→ Work required:
Could you reproduce every entry that follows, exactly as shown?

Saved entries
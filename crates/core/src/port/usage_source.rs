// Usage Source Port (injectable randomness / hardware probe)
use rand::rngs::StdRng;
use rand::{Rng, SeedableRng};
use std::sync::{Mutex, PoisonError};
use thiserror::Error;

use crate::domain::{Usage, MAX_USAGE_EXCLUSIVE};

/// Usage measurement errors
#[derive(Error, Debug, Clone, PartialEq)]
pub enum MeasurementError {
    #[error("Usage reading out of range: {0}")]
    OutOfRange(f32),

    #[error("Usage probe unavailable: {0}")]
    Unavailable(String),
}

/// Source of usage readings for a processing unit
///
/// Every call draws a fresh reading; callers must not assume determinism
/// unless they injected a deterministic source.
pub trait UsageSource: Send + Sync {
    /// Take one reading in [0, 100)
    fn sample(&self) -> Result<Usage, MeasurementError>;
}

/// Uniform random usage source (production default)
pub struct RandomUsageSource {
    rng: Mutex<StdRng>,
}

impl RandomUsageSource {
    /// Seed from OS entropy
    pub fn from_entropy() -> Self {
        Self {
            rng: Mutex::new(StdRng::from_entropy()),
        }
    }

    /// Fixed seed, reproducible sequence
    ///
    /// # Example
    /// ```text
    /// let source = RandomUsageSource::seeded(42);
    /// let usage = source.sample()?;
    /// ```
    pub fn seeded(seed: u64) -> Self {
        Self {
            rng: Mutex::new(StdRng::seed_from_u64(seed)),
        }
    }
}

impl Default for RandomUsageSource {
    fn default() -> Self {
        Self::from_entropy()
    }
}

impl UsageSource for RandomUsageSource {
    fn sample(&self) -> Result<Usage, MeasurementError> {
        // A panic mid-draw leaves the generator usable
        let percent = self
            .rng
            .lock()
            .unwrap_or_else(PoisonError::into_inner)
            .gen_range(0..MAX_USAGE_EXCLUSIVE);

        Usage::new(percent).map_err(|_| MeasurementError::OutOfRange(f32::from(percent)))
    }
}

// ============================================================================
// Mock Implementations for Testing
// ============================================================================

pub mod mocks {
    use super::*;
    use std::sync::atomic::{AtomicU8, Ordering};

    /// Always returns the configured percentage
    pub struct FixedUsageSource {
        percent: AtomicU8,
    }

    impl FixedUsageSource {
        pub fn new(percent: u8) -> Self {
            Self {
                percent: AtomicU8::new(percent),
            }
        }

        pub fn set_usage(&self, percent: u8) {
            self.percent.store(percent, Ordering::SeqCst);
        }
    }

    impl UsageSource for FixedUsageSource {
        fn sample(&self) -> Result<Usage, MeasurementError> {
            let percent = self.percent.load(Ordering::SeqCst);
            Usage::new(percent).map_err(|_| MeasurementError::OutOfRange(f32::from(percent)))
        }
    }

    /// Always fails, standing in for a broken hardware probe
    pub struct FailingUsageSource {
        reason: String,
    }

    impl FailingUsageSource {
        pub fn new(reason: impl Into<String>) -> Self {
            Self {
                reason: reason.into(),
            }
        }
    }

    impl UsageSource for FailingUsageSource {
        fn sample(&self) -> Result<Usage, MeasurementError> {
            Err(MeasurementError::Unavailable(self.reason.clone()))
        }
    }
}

→ Written solution:
filename crates/core/src/port/usage_source.rs
// Usage Source Port (injectable randomness / hardware probe)
use rand::rngs::StdRng;
use rand::{Rng, SeedableRng};
use std::sync::{Mutex, PoisonError};
use thiserror::Error;

use crate::domain::{Usage, MAX_USAGE_EXCLUSIVE};

/// Usage measurement errors
#[derive(Error, Debug, Clone, PartialEq)]
pub enum MeasurementError {
    #[error("Usage reading out of range: {0}")]
    OutOfRange(f32),

    #[error("Usage probe unavailable: {0}")]
    Unavailable(String),
}

/// Source of usage readings for a processing unit
///
/// Every call draws a fresh reading; callers must not assume determinism
/// unless they injected a deterministic source.
pub trait UsageSource: Send + Sync {
    /// Take one reading in [0, 100)
    fn sample(&self) -> Result<Usage, MeasurementError>;
}

/// Uniform random usage source (production default)
pub struct RandomUsageSource {
    rng: Mutex<StdRng>,
}

impl RandomUsageSource {
    /// Seed from OS entropy
    pub fn from_entropy() -> Self {
        Self {
            rng: Mutex::new(StdRng::from_entropy()),
        }
    }

    /// Fixed seed, reproducible sequence
    ///
    /// # Example
    /// ```text
    /// let source = RandomUsageSource::seeded(42);
    /// let usage = source.sample()?;
    /// ```
    pub fn seeded(seed: u64) -> Self {
        Self {
            rng: Mutex::new(StdRng::seed_from_u64(seed)),
        }
    }
}

impl Default for RandomUsageSource {
    fn default() -> Self {
        Self::from_entropy()
    }
}

impl UsageSource for RandomUsageSource {
    fn sample(&self) -> Result<Usage, MeasurementError> {
        // A panic mid-draw leaves the generator usable
        let percent = self
            .rng
            .lock()
            .unwrap_or_else(PoisonError::into_inner)
            .gen_range(0..MAX_USAGE_EXCLUSIVE);

        Usage::new(percent).map_err(|_| MeasurementError::OutOfRange(f32::from(percent)))
    }
}

// ============================================================================
// Mock Implementations for Testing
// ============================================================================

pub mod mocks {
    use super::*;
    use std::sync::atomic::{AtomicU8, Ordering};

    /// Always returns the configured percentage
    pub struct FixedUsageSource {
        percent: AtomicU8,
    }

    impl FixedUsageSource {
        pub fn new(percent: u8) -> Self {
            Self {
                percent: AtomicU8::new(percent),
            }
        }

        pub fn set_usage(&self, percent: u8) {
            self.percent.store(percent, Ordering::SeqCst);
        }
    }

    impl UsageSource for FixedUsageSource {
        fn sample(&self) -> Result<Usage, MeasurementError> {
            let percent = self.percent.load(Ordering::SeqCst);
            Usage::new(percent).map_err(|_| MeasurementError::OutOfRange(f32::from(percent)))
        }
    }

    /// Always fails, standing in for a broken hardware probe
    pub struct FailingUsageSource {
        reason: String,
    }

    impl FailingUsageSource {
        pub fn new(reason: impl Into<String>) -> Self {
            Self {
                reason: reason.into(),
            }
        }
    }

    impl UsageSource for FailingUsageSource {
        fn sample(&self) -> Result<Usage, MeasurementError> {
            Err(MeasurementError::Unavailable(self.reason.clone()))
        }
    }
}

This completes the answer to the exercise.